Pokpong told Prachatai about a case of enforced disappearance which may have been by state officials in the 3 southernmost borders province and where compensation of 7.5 million baht has been paid.  May it still be possible to prosecute the officials according to this law?

“As long as there is no disclosure, it is still considered an offense. It is still possible to prosecute this case because the offence of enforced disappearance is still an ongoing violation. If you abduct a person and have not disclosed their whereabouts, it is still an offence.”

Fear that the Bill could be dropped or distorted

Looking at the content of the law and the situation of enforced disappearance in Thailand, observers are wondering if the law can be passed or if it will be passed without the principles being distorted.  There have been continuing signs of this since the law was drafted.
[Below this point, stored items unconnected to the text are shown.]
//! Problem bank CLI commands.

use anyhow::{anyhow, Result};
use clap::{Args, Subcommand};
use serde::Serialize;

use super::load_bank;
use crate::cli::display::{first_line, list_table, output, render_list, truncate, CommandOutput, DetailView};
use crate::domain::models::{Config, Problem};
use crate::domain::ports::ProblemBank;

#[derive(Args, Debug)]
pub struct ProblemsArgs {
    #[command(subcommand)]
    pub command: ProblemsCommands,
}

#[derive(Subcommand, Debug)]
pub enum ProblemsCommands {
    /// List loaded problems
    List,
    /// Show a problem, including the withheld bug description and fixes
    Show {
        /// Problem ID
        id: u32,
    },
}

#[derive(Debug, Serialize)]
pub struct ProblemSummaryOutput {
    pub id: u32,
    pub description: String,
    pub expected_fixes: usize,
    pub unit_tests: usize,
    pub has_example_dialogue: bool,
}

impl From<&Problem> for ProblemSummaryOutput {
    fn from(problem: &Problem) -> Self {
        Self {
            id: problem.id,
            description: first_line(&problem.description).to_string(),
            expected_fixes: problem.expected_fixes.len(),
            unit_tests: problem.unit_tests.len(),
            has_example_dialogue: problem.example_dialogue.is_some(),
        }
    }
}

#[derive(Debug, Serialize)]
pub struct ProblemListOutput {
    pub problems: Vec<ProblemSummaryOutput>,
    pub total: usize,
}

impl CommandOutput for ProblemListOutput {
    fn to_human(&self) -> String {
        let mut table = list_table(&["id", "description", "fixes", "tests"]);
        for problem in &self.problems {
            table.add_row(vec![
                problem.id.to_string(),
                truncate(&problem.description, 60),
                problem.expected_fixes.to_string(),
                problem.unit_tests.to_string(),
            ]);
        }
        render_list("problem", &table, self.total)
    }

    fn to_json(&self) -> serde_json::Value {
        serde_json::to_value(self).unwrap_or_default()
    }
}

#[derive(Debug, Serialize)]
pub struct ProblemDetailOutput {
    #[serde(flatten)]
    pub problem: Problem,
}

impl CommandOutput for ProblemDetailOutput {
    fn to_human(&self) -> String {
        let p = &self.problem;
        let mut view = DetailView::new(&format!("Problem {}", p.id))
            .field("Unit tests", &p.unit_tests.len().to_string())
            .field_opt(
                "Example dialogue",
                p.example_dialogue.as_ref().map(|_| "yes"),
            )
            .section("Description")
            .block(&p.description)
            .section("Buggy Code")
            .block(&p.buggy_code)
            .section("Bug Description")
            .block(&p.bug_description)
            .section("Expected Fixes");
        for fix in &p.expected_fixes {
            view = view.item(fix);
        }
        if !p.unit_tests.is_empty() {
            view = view.section("Unit Tests");
            for test in &p.unit_tests {
                view = view.item(test);
            }
        }
        view.render()
    }

    fn to_json(&self) -> serde_json::Value {
        serde_json::to_value(self).unwrap_or_default()
    }
}

pub fn execute(args: ProblemsArgs, config: &Config, json_mode: bool) -> Result<()> {
    let bank = load_bank(config)?;

    match args.command {
        ProblemsCommands::List => {
            let problems: Vec<ProblemSummaryOutput> =
                bank.problems().iter().map(ProblemSummaryOutput::from).collect();
            let out = ProblemListOutput {
                total: problems.len(),
                problems,
            };
            output(&out, json_mode);
        }
        ProblemsCommands::Show { id } => {
            let problem = bank
                .get(id)
                .cloned()
                .ok_or_else(|| anyhow!("Problem not found: {id}"))?;
            output(&ProblemDetailOutput { problem }, json_mode);
        }
    }

    Ok(())
}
Pokpong, one of those who drafted the bill, revealed that during the drafting process, it was specified that the Committee created by the law would include representatives from both the government and civil society. Two members of victim’s families would be represented. This would give important force to helping victims and their relatives in the future and reflect the issue of enforced disappearance to other Committee members. But this content was removed.

“We have to maintain the Committee’s investigative powers, because if the persons responsible for an enforced disappearance and the investigators are from the same agency, the chances of the case proceeding normally are small. There were attempts to limit the Committee’s authority to policy-making and give the active role to the normal state agencies. I strongly disagree because this issue requires neutrality. Those accused of this offence are state officials and, in some cases, high-ranking officials. If a normal agency is brought in, I am afraid that there will be orders from above.
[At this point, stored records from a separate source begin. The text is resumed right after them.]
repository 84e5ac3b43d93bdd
//! Session persistence adapters

pub mod json_store;

pub use json_store::JsonSessionStore;
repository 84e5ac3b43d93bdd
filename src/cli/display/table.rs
//! Table builder wrapper around comfy-table for consistent list display.

use comfy_table::{presets, Cell, CellAlignment, ContentArrangement, Table};
use console::style;

/// Create a standard list table with the given headers.
///
/// Uses the NOTHING preset (no borders) for a clean CLI aesthetic.
pub fn list_table(headers: &[&str]) -> Table {
    let mut table = Table::new();
    table
        .load_preset(presets::NOTHING)
        .set_content_arrangement(ContentArrangement::Dynamic)
        .set_header(
            headers
                .iter()
                .map(|h| Cell::new(h.to_uppercase()).set_alignment(CellAlignment::Left)),
        );
    table
}

/// Render the table to string with a count header.
pub fn render_list(entity_name: &str, table: &Table, total: usize) -> String {
    if total == 0 {
        return format!("No {entity_name}s found.");
    }
    let noun = if total == 1 {
        entity_name.to_string()
    } else {
        format!("{entity_name}s")
    };
    format!("{} {noun}:\n{table}", style(total).bold())
}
Boonthan also said, “I have heard a rumour that at a meeting of the Council of State there was a debate about this law with respect to Article 34 which names the Rights and Liberties Protection Department of the Ministry of Justice as the Secretariat of the Committee. But there was a dispute that it should not be the Rights and Liberties Protection Department but should be Department of Special Investigation (DSI) or even the RTP (Royal Thai Police). This is important. The Committee must be independent. But the secretariat is important to ensure impartiality. If the secretariat is accountable to organizations that may be accused or have an interest in a complaint, this may distort an investigation.”
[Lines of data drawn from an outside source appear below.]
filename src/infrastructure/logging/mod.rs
//! Logging infrastructure
//!
//! Structured logging using tracing and tracing-subscriber:
//! - Pretty or JSON terminal output on stderr
//! - Rolling JSON log files

pub mod logger;

pub use logger::LoggerImpl;
//! Display framework for CLI output formatting.
//!
//! Shared primitives for tables, detail views and verdict styling used
//! across command output. Styling goes through `console`, which honours
//! `NO_COLOR` and non-tty output.

pub mod detail;
pub mod table;

use console::style;
use serde::Serialize;

pub use detail::DetailView;
pub use table::{list_table, render_list};

/// Trait for types that can be rendered as human-readable or JSON output.
pub trait CommandOutput: Serialize {
    fn to_human(&self) -> String;
    fn to_json(&self) -> serde_json::Value;
}

/// Dispatch output based on JSON mode flag.
pub fn output<T: CommandOutput>(result: &T, json_mode: bool) {
    if json_mode {
        println!(
            "{}",
            serde_json::to_string_pretty(&result.to_json()).unwrap_or_default()
        );
    } else {
        println!("{}", result.to_human());
    }
}

/// Render a success action result.
pub fn action_success(message: &str) -> String {
    format!("{} {}", style("\u{2713}").green().bold(), message)
}

/// Render a failure action result.
pub fn action_failure(message: &str) -> String {
    format!("{} {}", style("\u{2717}").red().bold(), message)
}

/// CORRECT in green or INCORRECT in red
pub fn verdict_label(verdict: bool) -> String {
    if verdict {
        style("CORRECT").green().bold().to_string()
    } else {
        style("INCORRECT").red().bold().to_string()
    }
}

/// Scores as `[1, 0, 1]`
pub fn format_scores(scores: &[f64]) -> String {
    let parts: Vec<String> = scores.iter().map(|s| format!("{s}")).collect();
    format!("[{}]", parts.join(", "))
}

/// Truncate a string to at most `max_len` characters, appending "..." if truncated.
pub fn truncate(s: &str, max_len: usize) -> String {
    if s.chars().count() <= max_len {
        s.to_string()
    } else {
        let kept: String = s.chars().take(max_len.saturating_sub(3)).collect();
        format!("{kept}...")
    }
}

/// First line of a possibly multi-line text
pub fn first_line(s: &str) -> &str {
    s.lines().next().unwrap_or("").trim()
}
The exception to the law is Article 44:

Prachatai asked if the use of this bill can be overridden by other laws such as Martial Law or the Internal Security Act 2008. Pokpong explained that this bill has the same force as other acts. It cannot override the operational process of other legislation. For example, if the narcotic control law allows competent officials to detain a person for the maximum period of three days without charge, the officials can still do that, but they must inform the detainee’s family of the location of detention.

Pokpong said the only way to override the bill in the present context is Article 44 of the 2014 Interim Constitution.

In the unrest in the three southernmost provinces, where it has been questioned by society whether state officials, particularly the military, have been responsible for torture and enforced disappearance, and looking at who holds power in the Thai political context and who selected those who will raise their hands to enact the law in the national assembly, it makes one wonder if the Prevention and Suppression of Torture and Enforced Disappearances Act can be enacted.